* What the task asks *
Look through the entries below and return all lines including the word "ChatSession".

* Data shown *

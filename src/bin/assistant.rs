use std::{fs::OpenOptions, io::Write, sync::Arc};

use clap::Parser;
use time::{Duration, OffsetDateTime};
use tracing_subscriber::{Layer, filter, layer::SubscriberExt, util::SubscriberInitExt};

use bizsmart::{
    assistant::{ChatSession, GREETING},
    dashboard::{format_currency, summarize},
    insight::{ReportMonth, generate_financial_insights},
    prompt::{GeminiConfig, GeminiPromptService},
    transaction::{
        Entry, InMemoryTransactionStore, SortKey, TransactionFilter, TransactionStore, UserId,
        query_transactions, record_entry,
    },
};

/// An interactive finance assistant over a demo business ledger.
#[derive(Parser, Debug)]
#[command(version, about, long_about = None)]
struct Args {
    /// The Gemini model that answers prompts.
    #[arg(long)]
    model: Option<String>,
}

#[tokio::main]
async fn main() {
    setup_logging();

    let args = Args::parse();

    let mut config =
        GeminiConfig::from_env().expect("The environment variable 'GEMINI_API_KEY' must be set");
    if let Some(model) = args.model {
        config = config.model(model);
    }
    let service =
        GeminiPromptService::new(config).expect("Could not create the Gemini prompt service");

    let store = InMemoryTransactionStore::new(UserId::new("demo-user"));
    seed_demo_ledger(&store);

    let mut session = ChatSession::new();
    println!("BizSmart assistant. Type 'help' for commands, 'quit' to leave.");
    println!("assistant> {GREETING}");

    let stdin = std::io::stdin();
    let mut input = String::new();

    loop {
        print!("you> ");
        std::io::stdout().flush().expect("Could not flush stdout");

        input.clear();
        let bytes_read = stdin
            .read_line(&mut input)
            .expect("Could not read from stdin");
        if bytes_read == 0 {
            break;
        }

        match input.trim() {
            "" => {}
            "quit" | "exit" => break,
            "help" => print_help(),
            "summary" => print_summary(&store),
            "transactions" => print_transactions(&store),
            "insights" => print_insights(&store, &service).await,
            line => {
                if let Some(reply) = session.send(line, &service, &store).await {
                    println!("assistant> {}", reply.content);
                }
            }
        }
    }

    println!("Bye!");
}

fn setup_logging() {
    // Chat output owns stdout, so logs go to stderr and the log file.
    let stderr_log = tracing_subscriber::fmt::layer()
        .pretty()
        .with_writer(std::io::stderr);

    let log_file = OpenOptions::new()
        .create(true)
        .append(true)
        .open("assistant.log")
        .expect("Could not create log file");

    let debug_log = tracing_subscriber::fmt::layer()
        .pretty()
        .with_writer(Arc::new(log_file));

    tracing_subscriber::registry()
        .with(
            stderr_log
                .with_filter(filter::LevelFilter::WARN)
                .and_then(debug_log)
                .with_filter(filter::LevelFilter::DEBUG),
        )
        .init();
}

/// Record a plausible month of trading so the dashboard and assistant have
/// something to talk about.
fn seed_demo_ledger(store: &InMemoryTransactionStore) {
    let now = OffsetDateTime::now_utc();

    let entries = vec![
        Entry::Income {
            amount: 4800.0,
            date: now - Duration::days(24),
            description: "Invoice 1041, website build".to_owned(),
            category: "Sales".to_owned(),
            account: "Bank Transfer".to_owned(),
        },
        Entry::Expense {
            amount: 1500.0,
            date: now - Duration::days(20),
            description: "Office rent".to_owned(),
            category: "Rent".to_owned(),
            account: "Bank Transfer".to_owned(),
        },
        Entry::Income {
            amount: 1250.0,
            date: now - Duration::days(18),
            description: "Monthly retainer, Acme Corp".to_owned(),
            category: "Consulting".to_owned(),
            account: "Bank Transfer".to_owned(),
        },
        Entry::Expense {
            amount: 86.4,
            date: now - Duration::days(12),
            description: "Printer paper and toner".to_owned(),
            category: "Supplies".to_owned(),
            account: "Credit Card".to_owned(),
        },
        Entry::Expense {
            amount: 240.0,
            date: now - Duration::days(9),
            description: "Search ads".to_owned(),
            category: "Marketing".to_owned(),
            account: "Credit Card".to_owned(),
        },
        Entry::Expense {
            amount: 65.3,
            date: now - Duration::days(6),
            description: "Electricity bill".to_owned(),
            category: "Utilities".to_owned(),
            account: "Bank Transfer".to_owned(),
        },
        Entry::Income {
            amount: 320.0,
            date: now - Duration::days(4),
            description: "Workshop tickets".to_owned(),
            category: "Sales".to_owned(),
            account: "Cash".to_owned(),
        },
        Entry::Transfer {
            amount: 300.0,
            date: now - Duration::days(2),
            description: "Weekly cash deposit".to_owned(),
            from_account: "Cash".to_owned(),
            to_account: "Bank Transfer".to_owned(),
        },
    ];

    for entry in entries {
        record_entry(store, entry, now).expect("Could not seed the demo ledger");
    }
}

fn print_help() {
    println!("Commands:");
    println!("  summary        totals and burn rate for the whole ledger");
    println!("  transactions   list the ledger, newest first");
    println!("  insights       AI analysis of the current month");
    println!("  quit           leave");
    println!("Anything else is sent to the assistant.");
}

fn print_summary(store: &InMemoryTransactionStore) {
    let transactions = store.all().expect("Could not read the ledger");
    let summary = summarize(&transactions);

    println!("Income:     {}", format_currency(summary.total_income));
    println!("Expenses:   {}", format_currency(summary.total_expense));
    println!("Net profit: {}", format_currency(summary.net_profit));
    println!("Burn rate:  {}", format_currency(summary.burn_rate));
    match summary.top_expense_category {
        Some(category) => println!("Top expense category: {category}"),
        None => println!("Top expense category: none"),
    }
}

fn print_transactions(store: &InMemoryTransactionStore) {
    let transactions = store.all().expect("Could not read the ledger");
    let today = OffsetDateTime::now_utc().date();
    let rows = query_transactions(
        &transactions,
        &TransactionFilter::default(),
        SortKey::DateDesc,
        today,
    );

    for transaction in rows {
        println!(
            "{}  {:<7}  {:>12}  {:<12}  {} ({})",
            transaction.date.date(),
            transaction.kind.as_str(),
            format_currency(transaction.amount),
            transaction.category,
            transaction.description,
            transaction.payment_method
        );
    }
}

async fn print_insights(store: &InMemoryTransactionStore, service: &GeminiPromptService) {
    let now = OffsetDateTime::now_utc();
    let month = ReportMonth::containing(now);
    let transactions = store.all().expect("Could not read the ledger");
    let filter = TransactionFilter {
        date_range: Some(month.date_range()),
        ..TransactionFilter::default()
    };
    let month_rows = filter.apply(&transactions, now.date());

    println!("Analyzing {} transactions for {month}...", month_rows.len());

    match generate_financial_insights(store.user_id().clone(), &month_rows, month, service).await {
        Ok(insight) => {
            println!("{}", insight.summary);
            println!("Burn rate: {}", format_currency(insight.burn_rate));
            println!("Top expense category: {}", insight.top_expense_category);
            for suggestion in &insight.suggestions {
                println!("- {suggestion}");
            }
        }
        Err(error) => println!("Could not generate insights: {error}"),
    }
}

* Exercise response *
    assistant::{ChatSession, GREETING},
    let mut session = ChatSession::new();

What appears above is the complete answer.